2002 OPEN FORUM Abstracts
EVALUATION OF INSPIRATORY RISE TIME AND WORK OF BREATHING IN THE SERVOi ® VENTILATOR.
Mark J. Heulitt MD, Patricia C. Wankum MD, Shirley J. Holt RRT, Tracy L. Thurman. Pediatrics, UAMS/Arkansas Children?s Hospital, Little Rock, AR.
Background: Work of breathing (WOB) for pediatric and neonatal patients supported on mechanical ventilation relates to both patient effort and response time of the ventilator. Recent advances in mechanical ventilators include incorporation of computer controlled active exhalation valves to improve response time thus decrease WOB.
Objective: The objective was to evaluate the effects of an active exhalation valve on WOB and the response time during changing inspiratory flow or inspiratory rise time (IRT) on the Siemens Servoi ?.

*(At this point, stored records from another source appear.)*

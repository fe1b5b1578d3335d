//! Local request handler.
//!
//! The agent does not listen on a socket: the control plane reaches these
//! routes through the command tunnel, which feeds each remote command into
//! [`router`] in-process.

pub mod executions;
pub mod health;
pub mod info;

use axum::routing::{get, post};
use axum::Router;
use tower_http::trace::TraceLayer;

use crate::AppState;

/// Build the handler the command tunnel dispatches to.
pub fn router(state: AppState) -> Router {
    Router::new()
        .route("/health", get(health::health))
        .route("/info", get(info::info))
        .route(
            "/v1/executions/{id}",
            post(executions::register)
                .get(executions::summary)
                .delete(executions::remove),
        )
        .route("/v1/executions/{id}/logs", post(executions::append_logs))
        .route(
            "/v1/executions/{id}/notifications",
            post(executions::append_notifications),
        )
        .route("/v1/executions/{id}/finish", post(executions::finish))
        .layer(TraceLayer::new_for_http())
        .with_state(state)
}
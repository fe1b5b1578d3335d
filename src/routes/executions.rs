//! Execution output endpoints.
//!
//! - `POST /v1/executions/{id}`: register an execution
//! - `GET /v1/executions/{id}`: buffered counts and state
//! - `POST /v1/executions/{id}/logs`: append log lines
//! - `POST /v1/executions/{id}/notifications`: append workflow notifications
//! - `POST /v1/executions/{id}/finish`: close both streams
//! - `DELETE /v1/executions/{id}`: forget an execution and its buffers
//!
//! Registering and finishing publish an event on the outbound event queue.

use axum::{
    extract::{Path, State},
    http::StatusCode,
    Json,
};
use serde::Deserialize;
use serde_json::{json, Value};
use tracing::debug;

use crate::error::SourceError;
use crate::tunnel::events::Event;
use crate::tunnel::protocol::{ExecutionNotification, LogLine};
use crate::AppState;

type ApiResult = Result<(StatusCode, Json<Value>), (StatusCode, Json<Value>)>;

#[derive(Deserialize)]
pub struct AppendLogs {
    pub lines: Vec<String>,
}

#[derive(Deserialize)]
pub struct AppendNotifications {
    pub notifications: Vec<ExecutionNotification>,
}

fn source_error(e: &SourceError) -> (StatusCode, Json<Value>) {
    let status = match e {
        SourceError::NotFound(_) => StatusCode::NOT_FOUND,
        SourceError::Finished(_) => StatusCode::CONFLICT,
        SourceError::Other(_) => StatusCode::INTERNAL_SERVER_ERROR,
    };
    (status, Json(json!({"error": e.to_string()})))
}

/// `POST /v1/executions/{id}`: `201` when new, `200` when already known.
pub async fn register(State(state): State<AppState>, Path(id): Path<String>) -> ApiResult {
    let created = state.hub.register(&id).await;
    if created {
        let queued = state.events.try_send(Event::new(
            "execution-started",
            "execution",
            &id,
            json!({"id": id}),
        ));
        debug!(execution_id = %id, event_queued = queued, "execution registered");
    }
    let status = if created { StatusCode::CREATED } else { StatusCode::OK };
    Ok((status, Json(json!({"id": id, "created": created}))))
}

/// `GET /v1/executions/{id}`
pub async fn summary(State(state): State<AppState>, Path(id): Path<String>) -> ApiResult {
    match state.hub.summary(&id).await {
        Some(summary) => Ok((StatusCode::OK, Json(json!(summary)))),
        None => Err(source_error(&SourceError::NotFound(id))),
    }
}

/// `DELETE /v1/executions/{id}`
pub async fn remove(State(state): State<AppState>, Path(id): Path<String>) -> ApiResult {
    state.hub.remove(&id).await.map_err(|e| source_error(&e))?;
    Ok((StatusCode::OK, Json(json!({"id": id, "removed": true}))))
}

/// `POST /v1/executions/{id}/logs`: body `{"lines": [...]}`.
pub async fn append_logs(
    State(state): State<AppState>,
    Path(id): Path<String>,
    Json(body): Json<AppendLogs>,
) -> ApiResult {
    let lines = body.lines.into_iter().map(LogLine).collect();
    let appended = state
        .hub
        .append_logs(&id, lines)
        .await
        .map_err(|e| source_error(&e))?;
    Ok((StatusCode::ACCEPTED, Json(json!({"appended": appended}))))
}

/// `POST /v1/executions/{id}/notifications`: body `{"notifications": [...]}`.
pub async fn append_notifications(
    State(state): State<AppState>,
    Path(id): Path<String>,
    Json(body): Json<AppendNotifications>,
) -> ApiResult {
    let appended = state
        .hub
        .append_notifications(&id, body.notifications)
        .await
        .map_err(|e| source_error(&e))?;
    Ok((StatusCode::ACCEPTED, Json(json!({"appended": appended}))))
}

/// `POST /v1/executions/{id}/finish`
pub async fn finish(State(state): State<AppState>, Path(id): Path<String>) -> ApiResult {
    state.hub.finish(&id).await.map_err(|e| source_error(&e))?;
    let queued = state.events.try_send(Event::new(
        "execution-finished",
        "execution",
        &id,
        json!({"id": id}),
    ));
    Ok((
        StatusCode::OK,
        Json(json!({"id": id, "finished": true, "event_queued": queued})),
    ))
}
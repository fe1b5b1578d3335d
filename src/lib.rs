#![deny(clippy::all)]
#![warn(clippy::pedantic)]
#![allow(clippy::module_name_repetitions)]
#![allow(clippy::must_use_candidate)]
#![allow(clippy::missing_errors_doc)]
#![allow(clippy::missing_panics_doc)]
#![allow(clippy::doc_markdown)]
#![allow(clippy::too_many_lines)]
#![allow(clippy::unused_async)]
#![allow(clippy::redundant_closure_for_method_calls)]

//! testkube-agent library: the agent side of the control-plane tunnel.
//!
//! - `tunnel`: connector, command tunnel, event forwarder, stream relay and
//!   the reconnecting supervisor
//! - `hub`: in-memory execution output, the push source for both relays
//! - `routes`: the local request handler reached through the command tunnel
//! - `config`: configuration loading
//! - `error`: error types

pub mod config;
pub mod error;
pub mod hub;
pub mod routes;
pub mod state;
pub mod tunnel;

// Re-export key types at crate root for convenience.
pub use config::Config;
pub use error::{ConfigError, SourceError, TunnelError};
pub use hub::ExecutionHub;
pub use state::{AgentStatus, AppState};
pub use tunnel::agent::Agent;
pub use tunnel::events::{event_queue, Event, EventSender};
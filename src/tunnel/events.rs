//! Outbound event tunnel.
//!
//! Application code queues [`Event`]s through a cloneable [`EventSender`]
//! that never blocks: when the queue is full the event is dropped. The queue
//! belongs to the agent, not to a session, so events published while the
//! tunnel is down are delivered by the next session. One forwarder drains it
//! at a time.

use std::sync::atomic::{AtomicU64, Ordering};
use std::sync::Arc;
use std::time::Duration;

use chrono::{DateTime, Utc};
use futures_util::{Sink, Stream, StreamExt};
use serde::{Deserialize, Serialize};
use serde_json::Value;
use tokio::sync::{mpsc, Mutex};
use tokio::time::{Instant, MissedTickBehavior};
use tokio_tungstenite::tungstenite::{self, Message};
use tokio_util::sync::CancellationToken;
use tracing::{debug, trace};

use super::protocol::EventFrame;
use super::timed::send_json;
use crate::error::TunnelError;

/// Application event, serialized as JSON into the body of a `TEXT` frame.
#[derive(Debug, Clone, PartialEq, Serialize, Deserialize)]
#[serde(rename_all = "camelCase")]
pub struct Event {
    pub id: String,
    #[serde(rename = "type")]
    pub event_type: String,
    pub resource: String,
    pub resource_id: String,
    pub created_at: DateTime<Utc>,
    #[serde(default)]
    pub payload: Value,
}

impl Event {
    pub fn new(
        event_type: impl Into<String>,
        resource: impl Into<String>,
        resource_id: impl Into<String>,
        payload: Value,
    ) -> Self {
        Self {
            id: uuid::Uuid::new_v4().to_string(),
            event_type: event_type.into(),
            resource: resource.into(),
            resource_id: resource_id.into(),
            created_at: Utc::now(),
            payload,
        }
    }
}

/// Bounded event queue. Returns the publishing and draining halves.
pub fn event_queue(capacity: usize) -> (EventSender, EventReceiver) {
    let (tx, rx) = mpsc::channel(capacity.max(1));
    (
        EventSender {
            tx,
            dropped: Arc::new(AtomicU64::new(0)),
        },
        EventReceiver {
            rx: Arc::new(Mutex::new(rx)),
        },
    )
}

#[derive(Clone)]
pub struct EventSender {
    tx: mpsc::Sender<Event>,
    dropped: Arc<AtomicU64>,
}

impl EventSender {
    /// Enqueue without waiting. Returns `false` if the event was dropped.
    pub fn try_send(&self, event: Event) -> bool {
        match self.tx.try_send(event) {
            Ok(()) => true,
            Err(mpsc::error::TrySendError::Full(event)) => {
                self.dropped.fetch_add(1, Ordering::Relaxed);
                debug!(
                    event_id = %event.id,
                    event_type = %event.event_type,
                    "event queue full, dropping event"
                );
                false
            }
            Err(mpsc::error::TrySendError::Closed(event)) => {
                self.dropped.fetch_add(1, Ordering::Relaxed);
                debug!(event_id = %event.id, "event queue closed, dropping event");
                false
            }
        }
    }

    /// Events dropped since startup.
    pub fn dropped(&self) -> u64 {
        self.dropped.load(Ordering::Relaxed)
    }

    pub fn queued(&self) -> usize {
        self.tx.max_capacity() - self.tx.capacity()
    }
}

/// Draining half, shared across sessions.
#[derive(Clone)]
pub struct EventReceiver {
    rx: Arc<Mutex<mpsc::Receiver<Event>>>,
}

/// Push queued events to the control plane until the stream fails or
/// `cancel` fires. A `HEALTHCHECK` frame goes out every `interval`.
/// Cancellation is a clean stop and returns `Ok`.
pub async fn run_event_forwarder<S>(
    stream: S,
    events: EventReceiver,
    interval: Duration,
    send_timeout: Duration,
    cancel: CancellationToken,
) -> Result<(), TunnelError>
where
    S: Stream<Item = Result<Message, tungstenite::Error>>
        + Sink<Message, Error = tungstenite::Error>
        + Unpin,
{
    match forward(stream, events, interval, send_timeout, &cancel).await {
        Err(e) if e.is_cancelled() => Ok(()),
        result => result,
    }
}

async fn forward<S>(
    mut stream: S,
    events: EventReceiver,
    interval: Duration,
    send_timeout: Duration,
    cancel: &CancellationToken,
) -> Result<(), TunnelError>
where
    S: Stream<Item = Result<Message, tungstenite::Error>>
        + Sink<Message, Error = tungstenite::Error>
        + Unpin,
{
    let mut rx = tokio::select! {
        () = cancel.cancelled() => return Err(TunnelError::Cancelled),
        guard = events.rx.lock() => guard,
    };

    let mut ticker = tokio::time::interval_at(Instant::now() + interval, interval);
    ticker.set_missed_tick_behavior(MissedTickBehavior::Delay);
    let mut queue_open = true;

    loop {
        tokio::select! {
            () = cancel.cancelled() => return Err(TunnelError::Cancelled),

            _ = ticker.tick() => {
                trace!("sending event tunnel keep-alive");
                send_json(&mut stream, &EventFrame::healthcheck(), send_timeout, cancel).await?;
            }

            next = rx.recv(), if queue_open => {
                let Some(event) = next else {
                    queue_open = false;
                    continue;
                };
                let body = match serde_json::to_vec(&event) {
                    Ok(body) => body,
                    Err(e) => {
                        debug!(event_id = %event.id, error = %e, "skipping unencodable event");
                        continue;
                    }
                };
                send_json(&mut stream, &EventFrame::text(body), send_timeout, cancel).await?;
                trace!(event_id = %event.id, event_type = %event.event_type, "event sent");
            }

            inbound = stream.next() => match inbound {
                None | Some(Ok(Message::Close(_))) => return Err(TunnelError::StreamClosed),
                Some(Err(e)) => return Err(e.into()),
                Some(Ok(_)) => {}
            },
        }
    }
}
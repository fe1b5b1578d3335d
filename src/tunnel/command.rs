//! Command tunnel: the control plane invokes the local request handler.
//!
//! Requests are handled one at a time, in arrival order, on the task that
//! reads them. Every reply echoes the request's `message_id`.

use axum::body::Body;
use axum::http::header::HOST;
use axum::http::{HeaderValue, Method, Request, StatusCode, Uri};
use axum::Router;
use futures_util::{Sink, Stream};
use http_body_util::BodyExt;
use tokio_tungstenite::tungstenite::{self, Message};
use tokio_util::sync::CancellationToken;
use tower::ServiceExt;
use tracing::{debug, warn};

use super::protocol::{ExecuteRequest, ExecuteResponse, HeaderMultimap, HEALTHCHECK_COMMAND};
use super::timed::{recv_json, send_json};
use super::TunnelTimeouts;
use crate::error::TunnelError;

/// Serve commands until the stream fails, times out or `cancel` fires.
/// A handler still running when `cancel` fires is dropped unanswered.
pub async fn run_command_tunnel<S>(
    mut stream: S,
    handler: Router,
    timeouts: TunnelTimeouts,
    cancel: CancellationToken,
) -> Result<(), TunnelError>
where
    S: Stream<Item = Result<Message, tungstenite::Error>>
        + Sink<Message, Error = tungstenite::Error>
        + Unpin,
{
    loop {
        let request: ExecuteRequest = recv_json(&mut stream, timeouts.receive, &cancel).await?;
        debug!(
            message_id = %request.message_id,
            method = %request.method,
            url = %request.url,
            "command received"
        );
        let response = tokio::select! {
            () = cancel.cancelled() => return Err(TunnelError::Cancelled),
            response = execute_command(&handler, request) => response,
        };
        send_json(&mut stream, &response, timeouts.send, &cancel).await?;
    }
}

/// Run one command against `handler`. Never fails: handler-level problems
/// become the response status.
pub async fn execute_command(handler: &Router, command: ExecuteRequest) -> ExecuteResponse {
    if command.url == HEALTHCHECK_COMMAND {
        return ExecuteResponse {
            message_id: command.message_id,
            status: 0,
            ..ExecuteResponse::default()
        };
    }

    let request = match local_request(&command) {
        Ok(request) => request,
        Err(reason) => {
            warn!(message_id = %command.message_id, url = %command.url, %reason, "rejecting command");
            return ExecuteResponse {
                message_id: command.message_id,
                status: i64::from(StatusCode::BAD_REQUEST.as_u16()),
                headers: HeaderMultimap::new(),
                body: reason.into_bytes(),
            };
        }
    };

    let response = match handler.clone().oneshot(request).await {
        Ok(response) => response,
        Err(never) => match never {},
    };
    let (parts, body) = response.into_parts();

    let body = match body.collect().await {
        Ok(collected) => collected.to_bytes().to_vec(),
        Err(e) => {
            warn!(message_id = %command.message_id, error = %e, "failed to read handler response body");
            return ExecuteResponse {
                message_id: command.message_id,
                status: i64::from(StatusCode::INTERNAL_SERVER_ERROR.as_u16()),
                headers: HeaderMultimap::new(),
                body: format!("cannot read response body: {e}").into_bytes(),
            };
        }
    };

    let mut headers = HeaderMultimap::new();
    for (name, value) in &parts.headers {
        headers
            .entry(name.as_str().to_string())
            .or_default()
            .push(String::from_utf8_lossy(value.as_bytes()).into_owned());
    }

    ExecuteResponse {
        message_id: command.message_id,
        status: i64::from(parts.status.as_u16()),
        headers,
        body,
    }
}

/// Synthesize the in-process request. An empty method means GET.
fn local_request(command: &ExecuteRequest) -> Result<Request<Body>, String> {
    let uri: Uri = command
        .url
        .parse()
        .map_err(|e| format!("bad command url: {e}"))?;
    let method = if command.method.is_empty() {
        Method::GET
    } else {
        Method::from_bytes(command.method.as_bytes())
            .map_err(|e| format!("bad command method: {e}"))?
    };

    let mut builder = Request::builder().method(method).uri(uri);
    for (name, values) in &command.headers {
        for value in values {
            builder = builder.header(name.as_str(), value.as_str());
        }
    }
    let mut request = builder
        .body(Body::from(command.body.clone()))
        .map_err(|e| format!("bad command header: {e}"))?;
    request
        .headers_mut()
        .entry(HOST)
        .or_insert(HeaderValue::from_static("localhost"));
    Ok(request)
}
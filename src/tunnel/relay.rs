//! Generic stream relay.
//!
//! One relay tunnel multiplexes many logical push-streams. The control plane
//! sends [`StreamRequest`]s; a bounded pool of workers resolves each to a
//! [`PushSource`] stream and forwards its items as [`StreamFrame`]s. All
//! frames funnel through a single sender task, so frames of different streams
//! interleave but each stream's `seq_no` increases by one from 0.
//!
//! The same machinery serves pod logs and workflow notifications; only the
//! payload type and the source differ.

use std::sync::Arc;
use std::time::Duration;

use chrono::Utc;
use futures::future::BoxFuture;
use futures::stream::BoxStream;
use futures_util::{Sink, Stream, StreamExt};
use tokio::sync::{mpsc, Mutex};
use tokio_tungstenite::tungstenite::{self, Message};
use tokio_util::sync::CancellationToken;
use tracing::{debug, info, warn};

use super::group::TaskGroup;
use super::protocol::{format_timestamp, FramePayload, StreamFrame, StreamRequest};
use super::timed::{recv_json_untimed, send_json};
use super::TunnelTimeouts;
use crate::config::TunnelConfig;
use crate::error::{SourceError, TunnelError};

/// Queue slots per worker for both the request and the response queue.
pub const BUFFER_PER_WORKER: usize = 5;

/// Resolves an execution to a finite, ordered stream of payloads.
///
/// Resolution may fail transiently (the execution is not visible yet); the
/// relay retries before reporting an error frame.
pub trait PushSource<P>: Send + Sync {
    fn open<'a>(
        &'a self,
        execution_id: &'a str,
    ) -> BoxFuture<'a, Result<BoxStream<'static, P>, SourceError>>;
}

#[derive(Debug, Clone)]
pub struct RelayOptions {
    pub workers: usize,
    pub timeouts: TunnelTimeouts,
    pub resolve_attempts: u32,
    pub resolve_retry_delay: Duration,
    /// What the source yields, for error frames ("pod logs").
    pub what: &'static str,
}

impl RelayOptions {
    pub fn from_config(config: &TunnelConfig, workers: usize, what: &'static str) -> Self {
        Self {
            workers,
            timeouts: TunnelTimeouts::from_config(config),
            resolve_attempts: config.resolve_attempts,
            resolve_retry_delay: config.resolve_retry_delay(),
            what,
        }
    }
}

pub struct StreamRelay<P> {
    name: &'static str,
    source: Arc<dyn PushSource<P>>,
    options: RelayOptions,
}

impl<P> Clone for StreamRelay<P> {
    fn clone(&self) -> Self {
        Self {
            name: self.name,
            source: self.source.clone(),
            options: self.options.clone(),
        }
    }
}
//! In-memory execution output hub.
//!
//! Each registered execution owns two sequenced ring buffers: log lines and
//! workflow notifications. The hub is the agent's [`PushSource`] for both
//! relays: opening a source replays what is still buffered and then follows
//! new entries until the execution is finished.
//!
//! Subscribers are woken through a per-buffer [`Notify`]; the wait is armed
//! while the buffer lock is held so an append can never slip between the
//! check and the wait.
//!
//! Finished executions are kept for late readers up to a fixed count, oldest
//! evicted first. An open follower holds its buffer, so eviction never cuts
//! a stream short.

use std::collections::{HashMap, VecDeque};
use std::sync::Arc;

use futures::future::BoxFuture;
use futures::stream::BoxStream;
use futures_util::StreamExt;
use tokio::sync::{Mutex, Notify, RwLock};
use tracing::debug;

use crate::error::SourceError;
use crate::tunnel::protocol::{ExecutionNotification, LogLine, Notification};
use crate::tunnel::relay::PushSource;

/// Entries kept per buffer before the oldest are evicted.
pub const DEFAULT_MAX_ENTRIES: usize = 10_000;

/// Finished executions retained before the oldest is dropped.
pub const DEFAULT_MAX_FINISHED: usize = 100;

/// Ring buffer of sequenced items with subscriber notification.
pub struct OutputBuffer<T> {
    entries: VecDeque<(u64, T)>,
    next_seq: u64,
    max_entries: usize,
    finished: bool,
    notify: Arc<Notify>,
}

impl<T: Clone> OutputBuffer<T> {
    pub fn new(max_entries: usize) -> Self {
        Self {
            entries: VecDeque::with_capacity(max_entries.min(256)),
            next_seq: 1,
            max_entries: max_entries.max(1),
            finished: false,
            notify: Arc::new(Notify::new()),
        }
    }

    /// Append, evicting the oldest entry if full, and wake all waiters.
    pub fn push(&mut self, item: T) {
        if self.entries.len() >= self.max_entries {
            self.entries.pop_front();
        }
        self.entries.push_back((self.next_seq, item));
        self.next_seq += 1;
        self.notify.notify_waiters();
    }

    /// Entries with `seq > since`, and the sequence number to resume from.
    pub fn read_since(&self, since: u64) -> (Vec<T>, u64) {
        let items: Vec<T> = self
            .entries
            .iter()
            .filter(|(seq, _)| *seq > since)
            .map(|(_, item)| item.clone())
            .collect();
        let last = self.entries.back().map_or(since, |(seq, _)| (*seq).max(since));
        (items, last)
    }

    pub fn finish(&mut self) {
        self.finished = true;
        self.notify.notify_waiters();
    }

    pub fn is_finished(&self) -> bool {
        self.finished
    }

    pub fn len(&self) -> usize {
        self.entries.len()
    }

    pub fn is_empty(&self) -> bool {
        self.entries.is_empty()
    }

    pub fn notifier(&self) -> Arc<Notify> {
        Arc::clone(&self.notify)
    }
}

struct ExecutionRecord {
    logs: Arc<Mutex<OutputBuffer<LogLine>>>,
    notifications: Arc<Mutex<OutputBuffer<ExecutionNotification>>>,
}

impl ExecutionRecord {
    fn new(max_entries: usize) -> Self {
        Self {
            logs: Arc::new(Mutex::new(OutputBuffer::new(max_entries))),
            notifications: Arc::new(Mutex::new(OutputBuffer::new(max_entries))),
        }
    }
}

/// Summary of one execution, for the local API.
#[derive(Debug, Clone, serde::Serialize)]
pub struct ExecutionSummary {
    pub id: String,
    pub log_lines: usize,
    pub notifications: usize,
    pub finished: bool,
}

#[derive(Default)]
struct Executions {
    records: HashMap<String, ExecutionRecord>,
    /// Finished ids, oldest first.
    finished: VecDeque<String>,
}

pub struct ExecutionHub {
    executions: RwLock<Executions>,
    max_entries: usize,
    max_finished: usize,
}

impl Default for ExecutionHub {
    fn default() -> Self {
        Self::new(DEFAULT_MAX_ENTRIES)
    }
}

impl ExecutionHub {
    pub fn new(max_entries: usize) -> Self {
        Self::with_retention(max_entries, DEFAULT_MAX_FINISHED)
    }

    pub fn with_retention(max_entries: usize, max_finished: usize) -> Self {
        Self {
            executions: RwLock::new(Executions::default()),
            max_entries,
            max_finished,
        }
    }

    /// Register an execution. Returns `false` if it already existed.
    pub async fn register(&self, id: &str) -> bool {
        let mut executions = self.executions.write().await;
        if executions.records.contains_key(id) {
            return false;
        }
        executions
            .records
            .insert(id.to_string(), ExecutionRecord::new(self.max_entries));
        debug!(execution_id = id, "execution registered");
        true
    }

    /// Forget an execution. Open followers keep their buffer and end once it
    /// is finished.
    pub async fn remove(&self, id: &str) -> Result<(), SourceError> {
        let mut executions = self.executions.write().await;
        let record = executions
            .records
            .remove(id)
            .ok_or_else(|| SourceError::NotFound(id.to_string()))?;
        executions.finished.retain(|f| f != id);
        record.logs.lock().await.finish();
        record.notifications.lock().await.finish();
        debug!(execution_id = id, "execution removed");
        Ok(())
    }

    pub async fn append_logs(&self, id: &str, lines: Vec<LogLine>) -> Result<usize, SourceError> {
        let buffer = self.buffer(id, |r| r.logs.clone()).await?;
        let mut buffer = buffer.lock().await;
        if buffer.is_finished() {
            return Err(SourceError::Finished(id.to_string()));
        }
        let count = lines.len();
        for line in lines {
            buffer.push(line);
        }
        Ok(count)
    }

    pub async fn append_notifications(
        &self,
        id: &str,
        notifications: Vec<ExecutionNotification>,
    ) -> Result<usize, SourceError> {
        let buffer = self.buffer(id, |r| r.notifications.clone()).await?;
        let mut buffer = buffer.lock().await;
        if buffer.is_finished() {
            return Err(SourceError::Finished(id.to_string()));
        }
        let count = notifications.len();
        for notification in notifications {
            buffer.push(notification);
        }
        Ok(count)
    }

    /// Mark an execution finished: open sources drain and end. May evict
    /// the oldest finished executions past the retention limit.
    pub async fn finish(&self, id: &str) -> Result<(), SourceError> {
        let mut executions = self.executions.write().await;
        let record = executions
            .records
            .get(id)
            .ok_or_else(|| SourceError::NotFound(id.to_string()))?;
        let newly_finished = !record.logs.lock().await.is_finished();
        record.logs.lock().await.finish();
        record.notifications.lock().await.finish();
        debug!(execution_id = id, "execution finished");

        if newly_finished {
            executions.finished.push_back(id.to_string());
        }
        while executions.finished.len() > self.max_finished {
            let Some(oldest) = executions.finished.pop_front() else {
                break;
            };
            executions.records.remove(&oldest);
            debug!(execution_id = %oldest, "finished execution evicted");
        }
        Ok(())
    }

    pub async fn summary(&self, id: &str) -> Option<ExecutionSummary> {
        let executions = self.executions.read().await;
        let record = executions.records.get(id)?;
        let logs = record.logs.lock().await;
        let notifications = record.notifications.lock().await;
        Some(ExecutionSummary {
            id: id.to_string(),
            log_lines: logs.len(),
            notifications: notifications.len(),
            finished: logs.is_finished(),
        })
    }

    pub async fn len(&self) -> usize {
        self.executions.read().await.records.len()
    }

    pub async fn is_empty(&self) -> bool {
        self.executions.read().await.records.is_empty()
    }

    pub async fn follow_logs(&self, id: &str) -> Result<BoxStream<'static, LogLine>, SourceError> {
        let buffer = self.buffer(id, |r| r.logs.clone()).await?;
        Ok(follow(buffer))
    }

    pub async fn follow_notifications(
        &self,
        id: &str,
    ) -> Result<BoxStream<'static, Notification>, SourceError> {
        let buffer = self.buffer(id, |r| r.notifications.clone()).await?;
        Ok(follow(buffer).map(Notification::from).boxed())
    }

    async fn buffer<T>(
        &self,
        id: &str,
        pick: impl FnOnce(&ExecutionRecord) -> Arc<Mutex<OutputBuffer<T>>>,
    ) -> Result<Arc<Mutex<OutputBuffer<T>>>, SourceError> {
        let executions = self.executions.read().await;
        executions
            .records
            .get(id)
            .map(pick)
            .ok_or_else(|| SourceError::NotFound(id.to_string()))
    }
}

/// Replay buffered entries, then follow new ones until the buffer finishes.
fn follow<T>(buffer: Arc<Mutex<OutputBuffer<T>>>) -> BoxStream<'static, T>
where
    T: Clone + Send + 'static,
{
    futures::stream::unfold(
        (buffer, 0u64, VecDeque::<T>::new()),
        |(buffer, mut cursor, mut pending)| async move {
            loop {
                if let Some(item) = pending.pop_front() {
                    return Some((item, (buffer, cursor, pending)));
                }

                let guard = buffer.lock().await;
                let (items, next) = guard.read_since(cursor);
                if !items.is_empty() {
                    cursor = next;
                    pending.extend(items);
                    continue;
                }
                if guard.is_finished() {
                    return None;
                }

                let notify = guard.notifier();
                let notified = notify.notified();
                tokio::pin!(notified);
                notified.as_mut().enable();
                drop(guard);
                notified.await;
            }
        },
    )
    .boxed()
}

impl PushSource<LogLine> for ExecutionHub {
    fn open<'a>(
        &'a self,
        execution_id: &'a str,
    ) -> BoxFuture<'a, Result<BoxStream<'static, LogLine>, SourceError>> {
        Box::pin(self.follow_logs(execution_id))
    }
}

impl PushSource<Notification> for ExecutionHub {
    fn open<'a>(
        &'a self,
        execution_id: &'a str,
    ) -> BoxFuture<'a, Result<BoxStream<'static, Notification>, SourceError>> {
        Box::pin(self.follow_notifications(execution_id))
    }
}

Methods: Six neonatal and six pediatric ventilated spontaneously breathing piglets were studied in pressure support (2 cm H2O), PEEP (2 cm H2O) with IRT 0%, 5%, 10% and 20%, utilizing flow triggering. Data were collected using both a computerized respiratory monitor and data acquisition system to evaluate differences in the duration of inspiratory effort, trigger response time, and any significant pressure or flow variances relating to IRT. Response time of the ventilator included quantification of the slope of the inspiratory flow curve and the area of flow from the baseline pressure to when expiration began. In addition, WOB was measured.
Results: When comparing all levels of IRT, no differences in WOB were found in neonatal or pediatric animals. When waveforms were compared, we found no differences in the animals? effort to trigger. We also found no differences in slope.
Conclusions: In healthy animals, since the active exhalation valve optimizes flow, the lack of differences with changes in IRT can be explained by the ability of the active exhalation valve to respond to the animal?s effort or needs.